TASK BRIEF: Repeat the entries verbatim.

SOURCE RECORDS:
= = =
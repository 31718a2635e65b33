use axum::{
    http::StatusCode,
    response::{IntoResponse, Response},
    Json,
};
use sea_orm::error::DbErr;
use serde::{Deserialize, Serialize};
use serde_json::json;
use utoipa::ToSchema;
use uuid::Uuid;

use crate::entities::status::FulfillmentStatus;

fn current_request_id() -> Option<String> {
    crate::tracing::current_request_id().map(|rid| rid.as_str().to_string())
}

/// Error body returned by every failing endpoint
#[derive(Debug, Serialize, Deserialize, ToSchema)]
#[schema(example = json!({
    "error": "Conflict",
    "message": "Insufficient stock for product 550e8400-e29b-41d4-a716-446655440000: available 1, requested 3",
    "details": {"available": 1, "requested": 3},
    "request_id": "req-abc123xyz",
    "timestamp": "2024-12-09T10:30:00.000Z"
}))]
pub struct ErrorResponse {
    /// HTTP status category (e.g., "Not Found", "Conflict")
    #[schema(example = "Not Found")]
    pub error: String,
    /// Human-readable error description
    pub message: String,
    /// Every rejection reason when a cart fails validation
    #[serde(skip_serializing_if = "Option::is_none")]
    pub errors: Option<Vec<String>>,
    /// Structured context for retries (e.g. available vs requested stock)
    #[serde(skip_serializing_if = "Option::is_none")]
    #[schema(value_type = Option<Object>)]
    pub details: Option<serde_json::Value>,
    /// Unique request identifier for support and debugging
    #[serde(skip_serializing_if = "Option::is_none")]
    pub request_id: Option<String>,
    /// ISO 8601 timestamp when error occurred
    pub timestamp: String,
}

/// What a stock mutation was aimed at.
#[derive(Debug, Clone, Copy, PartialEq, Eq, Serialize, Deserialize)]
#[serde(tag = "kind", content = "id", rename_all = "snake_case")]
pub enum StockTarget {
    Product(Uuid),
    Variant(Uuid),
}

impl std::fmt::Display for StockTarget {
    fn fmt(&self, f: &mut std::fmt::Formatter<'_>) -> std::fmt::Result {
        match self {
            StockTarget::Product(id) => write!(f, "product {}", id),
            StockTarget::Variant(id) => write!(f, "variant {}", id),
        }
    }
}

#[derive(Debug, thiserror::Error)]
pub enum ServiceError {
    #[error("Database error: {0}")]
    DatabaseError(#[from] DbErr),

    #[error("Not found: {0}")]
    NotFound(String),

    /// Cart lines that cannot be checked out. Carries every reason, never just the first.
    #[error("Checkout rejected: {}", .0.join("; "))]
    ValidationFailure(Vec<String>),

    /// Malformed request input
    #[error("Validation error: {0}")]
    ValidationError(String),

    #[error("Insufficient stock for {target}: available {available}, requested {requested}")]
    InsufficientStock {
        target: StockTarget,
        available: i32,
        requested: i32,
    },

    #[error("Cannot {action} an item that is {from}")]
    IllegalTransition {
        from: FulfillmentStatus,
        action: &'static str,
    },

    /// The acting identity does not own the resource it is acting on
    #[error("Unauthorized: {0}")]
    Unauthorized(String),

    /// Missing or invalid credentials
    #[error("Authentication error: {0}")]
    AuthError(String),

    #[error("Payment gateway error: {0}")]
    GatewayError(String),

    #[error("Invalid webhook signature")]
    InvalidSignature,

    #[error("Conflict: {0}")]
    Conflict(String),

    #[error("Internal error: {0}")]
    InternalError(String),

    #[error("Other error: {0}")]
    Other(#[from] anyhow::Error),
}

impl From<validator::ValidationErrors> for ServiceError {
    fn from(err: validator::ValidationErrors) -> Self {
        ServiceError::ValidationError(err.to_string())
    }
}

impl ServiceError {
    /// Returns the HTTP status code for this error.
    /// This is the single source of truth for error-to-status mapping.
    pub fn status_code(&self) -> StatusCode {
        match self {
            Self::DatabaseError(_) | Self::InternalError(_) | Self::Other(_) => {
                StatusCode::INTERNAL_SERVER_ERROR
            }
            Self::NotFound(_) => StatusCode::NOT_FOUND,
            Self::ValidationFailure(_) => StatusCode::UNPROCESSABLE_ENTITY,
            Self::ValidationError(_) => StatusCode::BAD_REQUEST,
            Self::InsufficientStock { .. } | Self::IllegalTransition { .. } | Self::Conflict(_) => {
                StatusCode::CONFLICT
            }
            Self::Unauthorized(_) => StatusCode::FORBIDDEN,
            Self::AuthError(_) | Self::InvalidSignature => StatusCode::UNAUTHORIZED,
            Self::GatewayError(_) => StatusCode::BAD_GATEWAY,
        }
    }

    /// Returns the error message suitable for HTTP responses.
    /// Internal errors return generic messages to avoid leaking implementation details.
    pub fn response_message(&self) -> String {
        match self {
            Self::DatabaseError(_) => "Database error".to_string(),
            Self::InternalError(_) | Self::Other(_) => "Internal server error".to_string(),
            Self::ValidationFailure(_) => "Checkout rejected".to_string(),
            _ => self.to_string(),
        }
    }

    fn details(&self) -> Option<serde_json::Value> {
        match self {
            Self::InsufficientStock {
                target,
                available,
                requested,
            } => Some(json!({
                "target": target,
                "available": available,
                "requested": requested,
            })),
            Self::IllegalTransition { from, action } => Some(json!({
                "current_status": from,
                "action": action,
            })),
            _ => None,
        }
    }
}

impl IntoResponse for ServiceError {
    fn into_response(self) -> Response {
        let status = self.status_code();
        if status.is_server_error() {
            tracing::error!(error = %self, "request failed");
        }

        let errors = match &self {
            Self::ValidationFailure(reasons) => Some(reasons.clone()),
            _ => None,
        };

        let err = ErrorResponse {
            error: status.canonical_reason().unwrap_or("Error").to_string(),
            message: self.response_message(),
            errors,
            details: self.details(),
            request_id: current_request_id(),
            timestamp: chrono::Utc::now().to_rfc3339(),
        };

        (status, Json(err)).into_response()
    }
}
= = =
RESULT FOR THIS EXERCISE:
repository 31718a2635e65b33
use axum::{
    http::StatusCode,
    response::{IntoResponse, Response},
    Json,
};
use sea_orm::error::DbErr;
use serde::{Deserialize, Serialize};
use serde_json::json;
use utoipa::ToSchema;
use uuid::Uuid;

use crate::entities::status::FulfillmentStatus;

fn current_request_id() -> Option<String> {
    crate::tracing::current_request_id().map(|rid| rid.as_str().to_string())
}

/// Error body returned by every failing endpoint
#[derive(Debug, Serialize, Deserialize, ToSchema)]
#[schema(example = json!({
    "error": "Conflict",
    "message": "Insufficient stock for product 550e8400-e29b-41d4-a716-446655440000: available 1, requested 3",
    "details": {"available": 1, "requested": 3},
    "request_id": "req-abc123xyz",
    "timestamp": "2024-12-09T10:30:00.000Z"
}))]
pub struct ErrorResponse {
    /// HTTP status category (e.g., "Not Found", "Conflict")
    #[schema(example = "Not Found")]
    pub error: String,
    /// Human-readable error description
    pub message: String,
    /// Every rejection reason when a cart fails validation
    #[serde(skip_serializing_if = "Option::is_none")]
    pub errors: Option<Vec<String>>,
    /// Structured context for retries (e.g. available vs requested stock)
    #[serde(skip_serializing_if = "Option::is_none")]
    #[schema(value_type = Option<Object>)]
    pub details: Option<serde_json::Value>,
    /// Unique request identifier for support and debugging
    #[serde(skip_serializing_if = "Option::is_none")]
    pub request_id: Option<String>,
    /// ISO 8601 timestamp when error occurred
    pub timestamp: String,
}

/// What a stock mutation was aimed at.
#[derive(Debug, Clone, Copy, PartialEq, Eq, Serialize, Deserialize)]
#[serde(tag = "kind", content = "id", rename_all = "snake_case")]
pub enum StockTarget {
    Product(Uuid),
    Variant(Uuid),
}

impl std::fmt::Display for StockTarget {
    fn fmt(&self, f: &mut std::fmt::Formatter<'_>) -> std::fmt::Result {
        match self {
            StockTarget::Product(id) => write!(f, "product {}", id),
            StockTarget::Variant(id) => write!(f, "variant {}", id),
        }
    }
}

#[derive(Debug, thiserror::Error)]
pub enum ServiceError {
    #[error("Database error: {0}")]
    DatabaseError(#[from] DbErr),

    #[error("Not found: {0}")]
    NotFound(String),

    /// Cart lines that cannot be checked out. Carries every reason, never just the first.
    #[error("Checkout rejected: {}", .0.join("; "))]
    ValidationFailure(Vec<String>),

    /// Malformed request input
    #[error("Validation error: {0}")]
    ValidationError(String),

    #[error("Insufficient stock for {target}: available {available}, requested {requested}")]
    InsufficientStock {
        target: StockTarget,
        available: i32,
        requested: i32,
    },

    #[error("Cannot {action} an item that is {from}")]
    IllegalTransition {
        from: FulfillmentStatus,
        action: &'static str,
    },

    /// The acting identity does not own the resource it is acting on
    #[error("Unauthorized: {0}")]
    Unauthorized(String),

    /// Missing or invalid credentials
    #[error("Authentication error: {0}")]
    AuthError(String),

    #[error("Payment gateway error: {0}")]
    GatewayError(String),

    #[error("Invalid webhook signature")]
    InvalidSignature,

    #[error("Conflict: {0}")]
    Conflict(String),

    #[error("Internal error: {0}")]
    InternalError(String),

    #[error("Other error: {0}")]
    Other(#[from] anyhow::Error),
}

impl From<validator::ValidationErrors> for ServiceError {
    fn from(err: validator::ValidationErrors) -> Self {
        ServiceError::ValidationError(err.to_string())
    }
}

impl ServiceError {
    /// Returns the HTTP status code for this error.
    /// This is the single source of truth for error-to-status mapping.
    pub fn status_code(&self) -> StatusCode {
        match self {
            Self::DatabaseError(_) | Self::InternalError(_) | Self::Other(_) => {
                StatusCode::INTERNAL_SERVER_ERROR
            }
            Self::NotFound(_) => StatusCode::NOT_FOUND,
            Self::ValidationFailure(_) => StatusCode::UNPROCESSABLE_ENTITY,
            Self::ValidationError(_) => StatusCode::BAD_REQUEST,
            Self::InsufficientStock { .. } | Self::IllegalTransition { .. } | Self::Conflict(_) => {
                StatusCode::CONFLICT
            }
            Self::Unauthorized(_) => StatusCode::FORBIDDEN,
            Self::AuthError(_) | Self::InvalidSignature => StatusCode::UNAUTHORIZED,
            Self::GatewayError(_) => StatusCode::BAD_GATEWAY,
        }
    }

    /// Returns the error message suitable for HTTP responses.
    /// Internal errors return generic messages to avoid leaking implementation details.
    pub fn response_message(&self) -> String {
        match self {
            Self::DatabaseError(_) => "Database error".to_string(),
            Self::InternalError(_) | Self::Other(_) => "Internal server error".to_string(),
            Self::ValidationFailure(_) => "Checkout rejected".to_string(),
            _ => self.to_string(),
        }
    }

    fn details(&self) -> Option<serde_json::Value> {
        match self {
            Self::InsufficientStock {
                target,
                available,
                requested,
            } => Some(json!({
                "target": target,
                "available": available,
                "requested": requested,
            })),
            Self::IllegalTransition { from, action } => Some(json!({
                "current_status": from,
                "action": action,
            })),
            _ => None,
        }
    }
}

impl IntoResponse for ServiceError {
    fn into_response(self) -> Response {
        let status = self.status_code();
        if status.is_server_error() {
            tracing::error!(error = %self, "request failed");
        }

        let errors = match &self {
            Self::ValidationFailure(reasons) => Some(reasons.clone()),
            _ => None,
        };

        let err = ErrorResponse {
            error: status.canonical_reason().unwrap_or("Error").to_string(),
            message: self.response_message(),
            errors,
            details: self.details(),
            request_id: current_request_id(),
            timestamp: chrono::Utc::now().to_rfc3339(),
        };

        (status, Json(err)).into_response()
    }
}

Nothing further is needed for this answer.